3.4. Stability of Cx-I-PEG5k/pDNA I-MICs

Although the I-MICs have been formed in water, the in vivo environment is more complicated than in water. Therefore, the formation of the Cx-I-PEG5k/pDNA I-MICs was assessed under physiological ionic strength conditions using PBS, because the stability of the I-MICs, formed by electrostatic interaction, depended on ionic strength. The Cx-I-PEG5k/pDNA I-MICs were formed in water, followed by the addition of PBS. In all Cx-I-PEG5k/pDNA I-MICs, the pDNA bands were further migrated at 30 min after the addition of PBS, and the migrated bands were retained until 240 min (Figure S7). These results suggest that the I-MICs were partially dissociated in PBS, presumably due to the loss of positive charge in PBS at pH 7.4 under physiological ionic strength conditions (Figure S5). However, the alkyl chains of Cx-I-PEG5k may contribute to form the I-MIC with pDNA by hydrophobic interaction.
Then, the stability of the Cx-I-PEG5k/pDNA I-MICs was assessed by competitive exchange with polyanions such as DS [27,28]. In all Cx-I-PEG5k/pDNA I-MICs, the change in the bands was slight (Figure S8), suggesting the negligible dissociation of I-MICs.

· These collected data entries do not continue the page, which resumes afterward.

//! The room registry: every live room, and which room each connection is in.

use std::collections::HashMap;

use parlor_protocol::{ClientEvent, ConnectionId, RoomId, ServerEvent};

use crate::{Dispatch, Player, Recipient, Room, RoomError};

/// All live rooms plus a reverse index from connection to room.
///
/// Every operation runs to completion against `&mut self` and returns the
/// events to deliver, in order. The registry does no I/O of its own, so it
/// can be driven directly in tests or owned by a single task that
/// serializes access for a whole server.
///
/// # Invariants
///
/// - A room in `rooms` is never empty and has exactly one host.
/// - `memberships[c] == r` if and only if `c` is a member of `rooms[r]`.
///   A connection is therefore in at most one room.
#[derive(Debug, Default)]
pub struct Registry {
    /// Live rooms, keyed by room ID.
    rooms: HashMap<RoomId, Room>,

    /// Maps each connection to the room it's currently in.
    memberships: HashMap<ConnectionId, RoomId>,
}

impl Registry {
    /// Creates a new, empty registry.
    pub fn new() -> Self {
        Self::default()
    }

    /// Applies one client event from `caller`.
    ///
    /// Refused requests turn into a `roomError` for the caller alone; every
    /// other anomaly (unknown room, non-member) produces nothing.
    pub fn handle(&mut self, caller: ConnectionId, event: ClientEvent) -> Vec<Dispatch> {
        let result = match event {
            ClientEvent::CreateRoom {
                room_id,
                player_name,
            } => self.create_room(caller, room_id, player_name),
            ClientEvent::JoinRoom {
                room_id,
                player_name,
            } => self.join_room(caller, room_id, player_name),
            ClientEvent::GameStateUpdate {
                room_id,
                game_state,
            } => Ok(self.game_state_update(caller, &room_id, game_state)),
            ClientEvent::PlayerReady { room_id } => Ok(self.player_ready(caller, &room_id)),
        };

        result.unwrap_or_else(|e| {
            vec![Dispatch::to_connection(
                caller,
                ServerEvent::RoomError(e.to_string()),
            )]
        })
    }

    /// Creates `room_id` with `caller` as its host.
    ///
    /// If `caller` is still in another room it leaves that room first, with
    /// the same effects as a disconnect.
    ///
    /// # Errors
    /// [`RoomError::RoomAlreadyExists`] if the room is live. Nothing changes.
    pub fn create_room(
        &mut self,
        caller: ConnectionId,
        room_id: RoomId,
        player_name: String,
    ) -> Result<Vec<Dispatch>, RoomError> {
        if self.rooms.contains_key(&room_id) {
            tracing::debug!(%room_id, %caller, "create refused, room exists");
            return Err(RoomError::RoomAlreadyExists(room_id));
        }

        let mut out = self.leave(caller);

        let mut room = Room::new(room_id.clone());
        tracing::info!(%room_id, %caller, player = %player_name, "room created");
        room.insert(caller, Player::host(player_name));
        out.push(Dispatch::room_info(&room));

        self.memberships.insert(caller, room_id.clone());
        self.rooms.insert(room_id, room);
        Ok(out)
    }

    /// Adds `caller` to an existing room as a guest.
    ///
    /// Joining the room the caller is already in only renames its player;
    /// host and ready flags are kept. Joining a different room leaves the
    /// current one first.
    ///
    /// # Errors
    /// [`RoomError::RoomDoesNotExist`] if the room is not live. Nothing
    /// changes.
    pub fn join_room(
        &mut self,
        caller: ConnectionId,
        room_id: RoomId,
        player_name: String,
    ) -> Result<Vec<Dispatch>, RoomError> {
        if !self.rooms.contains_key(&room_id) {
            tracing::debug!(%room_id, %caller, "join refused, no such room");
            return Err(RoomError::RoomDoesNotExist(room_id));
        }

        if self.memberships.get(&caller) == Some(&room_id) {
            return Ok(self.rename(caller, &room_id, player_name));
        }

        // The target room survives this: `caller` isn't one of its members.
        let mut out = self.leave(caller);

        let Some(room) = self.rooms.get_mut(&room_id) else {
            return Err(RoomError::RoomDoesNotExist(room_id));
        };
        tracing::info!(%room_id, %caller, player = %player_name, "player joined");
        room.insert(caller, Player::guest(player_name));
        out.push(Dispatch::room_info(room));

        self.memberships.insert(caller, room_id);
        Ok(out)
    }

    /// Relays `game_state` to every member of the room except `caller`.
    ///
    /// The caller does not have to be a member. Unknown rooms are ignored.
    pub fn game_state_update(
        &self,
        caller: ConnectionId,
        room_id: &RoomId,
        game_state: serde_json::Value,
    ) -> Vec<Dispatch> {
        if !self.rooms.contains_key(room_id) {
            tracing::debug!(%room_id, %caller, "game state for unknown room dropped");
            return Vec::new();
        }
        vec![Dispatch::to_room_except(
            room_id.clone(),
            caller,
            ServerEvent::GameStateUpdate(game_state),
        )]
    }

    /// Marks `caller` ready, then signals `startGame` if everyone is.
    ///
    /// Ignored unless `caller` is a member of `room_id`. The start check
    /// runs on every call, so a redundant ready re-sends `startGame`.
    pub fn player_ready(&mut self, caller: ConnectionId, room_id: &RoomId) -> Vec<Dispatch> {
        if self.memberships.get(&caller) != Some(room_id) {
            tracing::debug!(%room_id, %caller, "ready from non-member ignored");
            return Vec::new();
        }
        let Some(room) = self.rooms.get_mut(room_id) else {
            return Vec::new();
        };
        let Some(player) = room.player_mut(caller) else {
            return Vec::new();
        };
        player.ready = true;

        let mut out = vec![Dispatch::room_info(room)];
        if room.all_ready() {
            tracing::info!(%room_id, players = room.len(), "all players ready");
            out.push(Dispatch::to_room(room_id.clone(), ServerEvent::StartGame));
        }
        out
    }

    /// Removes a closed connection from whatever room it was in.
    ///
    /// Unknown connections are ignored. See [`leave`](Self::leave) for the
    /// events produced.
    pub fn disconnect(&mut self, caller: ConnectionId) -> Vec<Dispatch> {
        self.leave(caller)
    }

    /// Resolves a recipient to concrete connections, as of now.
    pub fn recipients(&self, recipient: &Recipient) -> Vec<ConnectionId> {
        match recipient {
            Recipient::Connection(conn) => vec![*conn],
            Recipient::Room(room_id) => self
                .rooms
                .get(room_id)
                .map(|room| room.members().collect())
                .unwrap_or_default(),
            Recipient::RoomExcept(room_id, excluded) => self
                .rooms
                .get(room_id)
                .map(|room| room.members().filter(|id| id != excluded).collect())
                .unwrap_or_default(),
        }
    }

    /// Returns a live room.
    pub fn room(&self, room_id: &RoomId) -> Option<&Room> {
        self.rooms.get(room_id)
    }

    /// Returns the room a connection is currently in, if any.
    pub fn room_of(&self, conn: ConnectionId) -> Option<&RoomId> {
        self.memberships.get(&conn)
    }

    /// Returns the number of live rooms.
    pub fn room_count(&self) -> usize {
        self.rooms.len()
    }

    /// Lists all live room IDs, sorted.
    pub fn room_ids(&self) -> Vec<RoomId> {
        let mut ids: Vec<RoomId> = self.rooms.keys().cloned().collect();
        ids.sort();
        ids
    }

    /// Takes `caller` out of its current room.
    ///
    /// An emptied room is deleted silently. Otherwise the remaining members
    /// get `playerLeft`, then `roomInfo`, then `newHost` if the departed
    /// player was host; the snapshot already shows the new host.
    fn leave(&mut self, caller: ConnectionId) -> Vec<Dispatch> {
        let Some(room_id) = self.memberships.remove(&caller) else {
            return Vec::new();
        };
        let Some(room) = self.rooms.get_mut(&room_id) else {
            return Vec::new();
        };
        let Some(departed) = room.remove(caller) else {
            return Vec::new();
        };
        tracing::info!(%room_id, %caller, player = %departed.name, "player left");

        if room.is_empty() {
            self.rooms.remove(&room_id);
            tracing::info!(%room_id, "room deleted (empty)");
            return Vec::new();
        }

        let new_host = if departed.is_host {
            room.promote_earliest()
        } else {
            None
        };

        let mut out = vec![
            Dispatch::to_room(room_id.clone(), ServerEvent::PlayerLeft(caller)),
            Dispatch::room_info(room),
        ];
        if let Some(host) = new_host {
            tracing::info!(%room_id, %host, "host reassigned");
            out.push(Dispatch::to_room(room_id, ServerEvent::NewHost(host)));
        }
        out
    }

    fn rename(&mut self, caller: ConnectionId, room_id: &RoomId, player_name: String) -> Vec<Dispatch> {
        let Some(room) = self.rooms.get_mut(room_id) else {
            return Vec::new();
        };
        let Some(player) = room.player_mut(caller) else {
            return Vec::new();
        };
        tracing::info!(%room_id, %caller, from = %player.name, to = %player_name, "player renamed");
        player.name = player_name;
        vec![Dispatch::room_info(room)]
    }
}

The resulting stability of the I-MICs against competitive exchange with polyanions in spite of the mono-cation Cx-I-PEG5k supports the hydrophobic interaction between pDNA and the alkyl chains of Cx-I-PEG5k.
Finally, to examine the hydrophobic interaction for the I-MIC formation, as shown in Figure 8, we assessed the stability of the Cx-I-PEG5k/pDNA I-MICs in the presence of serum proteins such as fetal bovine serum (FBS), including DNase. In all Cx-I-PEG5k/pDNA I-MICs, the pDNA bands were retained at 30 min after the addition of FBS. Especially, at mixing ratios (N/P) of 16, almost no change of the pDNA bands in the I-MICs at 30 min suggests negligible protein corona formation and aggregation in serum. Notably, the pDNA bands in the I-MICs using Cx-I-PEG5k with longer alkyl chains were retained for a longer time, until 120 min. These results suggest that more hydrophobic interaction with the longer alkyl chains of Cx-I-PEG5k stabilized the formation of the I-MICs. Namely, the hydrophobic interaction between pDNA and the alkyl chains of Cx-I-PEG5k is considered to be a key factor for the I-MIC formation. Thus, no significant dissociation of the Cx-I-PEG5k/pDNA I-MICs in the presence of FBS is expected to be useful in vivo.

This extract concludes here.